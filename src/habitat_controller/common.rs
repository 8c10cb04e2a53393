// Copyright 2022 VMware, Inc.
// SPDX-License-Identifier: MIT
use crate::crds::*;
use k8s_openapi::api::core::v1::Pod;
use std::collections::BTreeMap;

/// Marker label carried by every pod this controller manages.
pub const HABITAT_LABEL: &str = "habitat";
/// Label holding the name of the ServiceGroup a pod belongs to.
pub const SERVICE_GROUP_LABEL: &str = "service-group";

/// Peer group used when a ServiceGroup does not name one.
pub const DEFAULT_GROUP: &str = "default";

pub const CONTAINER_NAME: &str = "habitat-service";
/// Key of the peer file config map that holds the leader address.
pub const PEER_FILE_KEY: &str = "peer-watch-file";
/// File name of the leader address inside `PEER_FILE_MOUNT_PATH`.
pub const PEER_FILE_PATH: &str = "peer-ip";
pub const PEER_FILE_VOLUME: &str = "config";
pub const PEER_FILE_MOUNT_PATH: &str = "/habitat-operator";
pub const INITIAL_CONFIG_VOLUME: &str = "initial-config";
pub const INITIAL_CONFIG_MOUNT_PATH: &str = "/habitat-operator-config";

pub const POD_RUNNING: &str = "Running";

pub fn peer_config_map_name(service_group_name: &str) -> String {
    format!("{}-peer-file", service_group_name)
}

pub fn deployment_name(sg: &ServiceGroup) -> Option<String> {
    sg.metadata.name.clone()
}

/// The peer group the pods join: the explicit group, or `DEFAULT_GROUP` when unset or empty.
pub fn effective_group(sg: &ServiceGroup) -> &str {
    match sg.spec.habitat.group.as_deref() {
        Some(group) if !group.is_empty() => group,
        _ => DEFAULT_GROUP,
    }
}

pub fn bind_arg(bind: &Bind) -> String {
    format!("{}:{}.{}", bind.name, bind.service, bind.group)
}

/// Label selector shared by all managed pods; the pod watch is restricted to it.
pub fn managed_pod_selector() -> String {
    format!("{}=true", HABITAT_LABEL)
}

pub fn pod_labels(service_group_name: &str) -> BTreeMap<String, String> {
    BTreeMap::from([
        (HABITAT_LABEL.to_string(), "true".to_string()),
        (SERVICE_GROUP_LABEL.to_string(), service_group_name.to_string()),
    ])
}

pub fn is_managed(pod: &Pod) -> bool {
    pod.metadata
        .labels
        .as_ref()
        .and_then(|labels| labels.get(HABITAT_LABEL))
        .map_or(false, |value| value == "true")
}

pub fn service_group_of(pod: &Pod) -> Option<&str> {
    pod.metadata
        .labels
        .as_ref()
        .and_then(|labels| labels.get(SERVICE_GROUP_LABEL))
        .map(String::as_str)
}

pub fn pod_phase(pod: &Pod) -> Option<&str> {
    pod.status.as_ref().and_then(|status| status.phase.as_deref())
}

/// The pod's IP, if one has been assigned.
pub fn pod_address(pod: &Pod) -> Option<&str> {
    pod.status
        .as_ref()
        .and_then(|status| status.pod_ip.as_deref())
        .filter(|ip| !ip.is_empty())
}

pub fn is_running(pod: &Pod) -> bool {
    pod_phase(pod) == Some(POD_RUNNING)
}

Instructions for the task
When you reach the end of the data, retype all of it exactly.

Your solution
filename src/habitat_controller/common.rs
repository 8c10cb04e2a53393
// Copyright 2022 VMware, Inc.
// SPDX-License-Identifier: MIT
use crate::crds::*;
use k8s_openapi::api::core::v1::Pod;
use std::collections::BTreeMap;

/// Marker label carried by every pod this controller manages.
pub const HABITAT_LABEL: &str = "habitat";
/// Label holding the name of the ServiceGroup a pod belongs to.
pub const SERVICE_GROUP_LABEL: &str = "service-group";

/// Peer group used when a ServiceGroup does not name one.
pub const DEFAULT_GROUP: &str = "default";

pub const CONTAINER_NAME: &str = "habitat-service";
/// Key of the peer file config map that holds the leader address.
pub const PEER_FILE_KEY: &str = "peer-watch-file";
/// File name of the leader address inside `PEER_FILE_MOUNT_PATH`.
pub const PEER_FILE_PATH: &str = "peer-ip";
pub const PEER_FILE_VOLUME: &str = "config";
pub const PEER_FILE_MOUNT_PATH: &str = "/habitat-operator";
pub const INITIAL_CONFIG_VOLUME: &str = "initial-config";
pub const INITIAL_CONFIG_MOUNT_PATH: &str = "/habitat-operator-config";

pub const POD_RUNNING: &str = "Running";

pub fn peer_config_map_name(service_group_name: &str) -> String {
    format!("{}-peer-file", service_group_name)
}

pub fn deployment_name(sg: &ServiceGroup) -> Option<String> {
    sg.metadata.name.clone()
}

/// The peer group the pods join: the explicit group, or `DEFAULT_GROUP` when unset or empty.
pub fn effective_group(sg: &ServiceGroup) -> &str {
    match sg.spec.habitat.group.as_deref() {
        Some(group) if !group.is_empty() => group,
        _ => DEFAULT_GROUP,
    }
}

pub fn bind_arg(bind: &Bind) -> String {
    format!("{}:{}.{}", bind.name, bind.service, bind.group)
}

/// Label selector shared by all managed pods; the pod watch is restricted to it.
pub fn managed_pod_selector() -> String {
    format!("{}=true", HABITAT_LABEL)
}

pub fn pod_labels(service_group_name: &str) -> BTreeMap<String, String> {
    BTreeMap::from([
        (HABITAT_LABEL.to_string(), "true".to_string()),
        (SERVICE_GROUP_LABEL.to_string(), service_group_name.to_string()),
    ])
}

pub fn is_managed(pod: &Pod) -> bool {
    pod.metadata
        .labels
        .as_ref()
        .and_then(|labels| labels.get(HABITAT_LABEL))
        .map_or(false, |value| value == "true")
}

pub fn service_group_of(pod: &Pod) -> Option<&str> {
    pod.metadata
        .labels
        .as_ref()
        .and_then(|labels| labels.get(SERVICE_GROUP_LABEL))
        .map(String::as_str)
}

pub fn pod_phase(pod: &Pod) -> Option<&str> {
    pod.status.as_ref().and_then(|status| status.phase.as_deref())
}

/// The pod's IP, if one has been assigned.
pub fn pod_address(pod: &Pod) -> Option<&str> {
    pod.status
        .as_ref()
        .and_then(|status| status.pod_ip.as_deref())
        .filter(|ip| !ip.is_empty())
}

pub fn is_running(pod: &Pod) -> bool {
    pod_phase(pod) == Some(POD_RUNNING)
}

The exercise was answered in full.